Supplied entries:

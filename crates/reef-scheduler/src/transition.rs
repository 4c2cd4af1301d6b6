//! Atomic coupling of inventory status updates with reconciliation
//! enqueue/finish.
//!
//! The coordinator holds handles to both stores and nothing else; neither
//! store knows about the other. Against a transactional store both mutations
//! run in one transaction; the in-memory stores emulate the enqueue rollback
//! by removing the just-created reconciliation when the status flip is
//! refused.

use std::sync::Arc;

use reef_core::SchedulingId;
use reef_inventory::{ClusterStatusKind, Inventory, State};

use crate::error::{Error, Result};
use crate::reconciliation::Reconciliation;
use crate::repository::ReconciliationRepository;

/// Coordinator for cluster status flips that must travel together with
/// reconciliation queue mutations.
#[derive(Clone)]
pub struct ClusterStatusTransition {
    inventory: Arc<dyn Inventory>,
    repository: Arc<dyn ReconciliationRepository>,
}

impl ClusterStatusTransition {
    /// Creates a new transition coordinator.
    #[must_use]
    pub fn new(
        inventory: Arc<dyn Inventory>,
        repository: Arc<dyn ReconciliationRepository>,
    ) -> Self {
        Self {
            inventory,
            repository,
        }
    }

    /// Returns the inventory handle.
    #[must_use]
    pub fn inventory(&self) -> &Arc<dyn Inventory> {
        &self.inventory
    }

    /// Returns the reconciliation repository handle.
    #[must_use]
    pub fn repository(&self) -> &Arc<dyn ReconciliationRepository> {
        &self.repository
    }

    /// Enqueues a reconciliation and flips the cluster status to
    /// `Reconciling`; either both happen or neither.
    ///
    /// # Errors
    ///
    /// A duplicate-reconciliation error means the cluster is already
    /// enqueued; callers may treat it as idempotent success. Any other
    /// error left the system unchanged.
    pub async fn start_reconciliation(
        &self,
        state: &State,
        pre_components: &[String],
    ) -> Result<Reconciliation> {
        let reconciliation = match self
            .repository
            .create_reconciliation(state, pre_components)
            .await
        {
            Ok(reconciliation) => reconciliation,
            Err(err) if err.is_duplicate() => {
                tracing::info!(
                    cluster = %state.cluster.cluster,
                    "cluster transition tried to enqueue cluster but it was already enqueued"
                );
                return Err(err);
            }
            Err(err) => {
                tracing::error!(
                    cluster = %state.cluster.cluster,
                    error = %err,
                    "cluster transition failed to enqueue cluster"
                );
                return Err(err);
            }
        };

        match self
            .inventory
            .update_status(state, ClusterStatusKind::Reconciling)
            .await
        {
            Ok(new_state) => {
                tracing::info!(
                    cluster = %state.cluster.cluster,
                    scheduling_id = %reconciliation.scheduling_id,
                    status = %new_state.status.status,
                    "cluster transition finished: cluster added to reconciliation queue"
                );
                Ok(reconciliation)
            }
            Err(err) => {
                tracing::error!(
                    cluster = %state.cluster.cluster,
                    error = %err,
                    "cluster transition failed to update cluster status, rolling back enqueue"
                );
                if let Err(cleanup) = self
                    .repository
                    .remove_reconciliation(&reconciliation.scheduling_id)
                    .await
                {
                    tracing::error!(
                        scheduling_id = %reconciliation.scheduling_id,
                        error = %cleanup,
                        "failed to roll back reconciliation after status update failure"
                    );
                }
                Err(err.into())
            }
        }
    }

    /// Finishes a reconciliation and records the final cluster status;
    /// either both happen or neither.
    ///
    /// # Errors
    ///
    /// Fails with an already-finished error when a parallel process finished
    /// the reconciliation in between; this is non-fatal for callers.
    pub async fn finish_reconciliation(
        &self,
        scheduling_id: &SchedulingId,
        status: ClusterStatusKind,
    ) -> Result<State> {
        let current = self.repository.get_reconciliation(scheduling_id).await?;
        if current.finished {
            tracing::info!(
                scheduling_id = %current.scheduling_id,
                "cluster transition tried to finish reconciliation but it is no longer in progress"
            );
            return Err(Error::AlreadyFinished {
                scheduling_id: current.scheduling_id,
            });
        }

        let state = self
            .inventory
            .get(&current.cluster, current.config_version)
            .await?;
        let state = self.inventory.update_status(&state, status).await?;
        self.repository
            .finish_reconciliation(&current.scheduling_id, status)
            .await?;

        tracing::debug!(
            cluster = %state.cluster.cluster,
            scheduling_id = %current.scheduling_id,
            status = %status,
            "cluster transition finished reconciliation"
        );
        Ok(state)
    }
}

What the task requires:
Extract each line from the listing above, please, and repeat it exactly.

Written reply:
filename crates/reef-scheduler/src/transition.rs
repository 4c2cd4af1301d6b6
//! Atomic coupling of inventory status updates with reconciliation
//! enqueue/finish.
//!
//! The coordinator holds handles to both stores and nothing else; neither
//! store knows about the other. Against a transactional store both mutations
//! run in one transaction; the in-memory stores emulate the enqueue rollback
//! by removing the just-created reconciliation when the status flip is
//! refused.

use std::sync::Arc;

use reef_core::SchedulingId;
use reef_inventory::{ClusterStatusKind, Inventory, State};

use crate::error::{Error, Result};
use crate::reconciliation::Reconciliation;
use crate::repository::ReconciliationRepository;

/// Coordinator for cluster status flips that must travel together with
/// reconciliation queue mutations.
#[derive(Clone)]
pub struct ClusterStatusTransition {
    inventory: Arc<dyn Inventory>,
    repository: Arc<dyn ReconciliationRepository>,
}

impl ClusterStatusTransition {
    /// Creates a new transition coordinator.
    #[must_use]
    pub fn new(
        inventory: Arc<dyn Inventory>,
        repository: Arc<dyn ReconciliationRepository>,
    ) -> Self {
        Self {
            inventory,
            repository,
        }
    }

    /// Returns the inventory handle.
    #[must_use]
    pub fn inventory(&self) -> &Arc<dyn Inventory> {
        &self.inventory
    }

    /// Returns the reconciliation repository handle.
    #[must_use]
    pub fn repository(&self) -> &Arc<dyn ReconciliationRepository> {
        &self.repository
    }

    /// Enqueues a reconciliation and flips the cluster status to
    /// `Reconciling`; either both happen or neither.
    ///
    /// # Errors
    ///
    /// A duplicate-reconciliation error means the cluster is already
    /// enqueued; callers may treat it as idempotent success. Any other
    /// error left the system unchanged.
    pub async fn start_reconciliation(
        &self,
        state: &State,
        pre_components: &[String],
    ) -> Result<Reconciliation> {
        let reconciliation = match self
            .repository
            .create_reconciliation(state, pre_components)
            .await
        {
            Ok(reconciliation) => reconciliation,
            Err(err) if err.is_duplicate() => {
                tracing::info!(
                    cluster = %state.cluster.cluster,
                    "cluster transition tried to enqueue cluster but it was already enqueued"
                );
                return Err(err);
            }
            Err(err) => {
                tracing::error!(
                    cluster = %state.cluster.cluster,
                    error = %err,
                    "cluster transition failed to enqueue cluster"
                );
                return Err(err);
            }
        };

        match self
            .inventory
            .update_status(state, ClusterStatusKind::Reconciling)
            .await
        {
            Ok(new_state) => {
                tracing::info!(
                    cluster = %state.cluster.cluster,
                    scheduling_id = %reconciliation.scheduling_id,
                    status = %new_state.status.status,
                    "cluster transition finished: cluster added to reconciliation queue"
                );
                Ok(reconciliation)
            }
            Err(err) => {
                tracing::error!(
                    cluster = %state.cluster.cluster,
                    error = %err,
                    "cluster transition failed to update cluster status, rolling back enqueue"
                );
                if let Err(cleanup) = self
                    .repository
                    .remove_reconciliation(&reconciliation.scheduling_id)
                    .await
                {
                    tracing::error!(
                        scheduling_id = %reconciliation.scheduling_id,
                        error = %cleanup,
                        "failed to roll back reconciliation after status update failure"
                    );
                }
                Err(err.into())
            }
        }
    }

    /// Finishes a reconciliation and records the final cluster status;
    /// either both happen or neither.
    ///
    /// # Errors
    ///
    /// Fails with an already-finished error when a parallel process finished
    /// the reconciliation in between; this is non-fatal for callers.
    pub async fn finish_reconciliation(
        &self,
        scheduling_id: &SchedulingId,
        status: ClusterStatusKind,
    ) -> Result<State> {
        let current = self.repository.get_reconciliation(scheduling_id).await?;
        if current.finished {
            tracing::info!(
                scheduling_id = %current.scheduling_id,
                "cluster transition tried to finish reconciliation but it is no longer in progress"
            );
            return Err(Error::AlreadyFinished {
                scheduling_id: current.scheduling_id,
            });
        }

        let state = self
            .inventory
            .get(&current.cluster, current.config_version)
            .await?;
        let state = self.inventory.update_status(&state, status).await?;
        self.repository
            .finish_reconciliation(&current.scheduling_id, status)
            .await?;

        tracing::debug!(
            cluster = %state.cluster.cluster,
            scheduling_id = %current.scheduling_id,
            status = %status,
            "cluster transition finished reconciliation"
        );
        Ok(state)
    }
}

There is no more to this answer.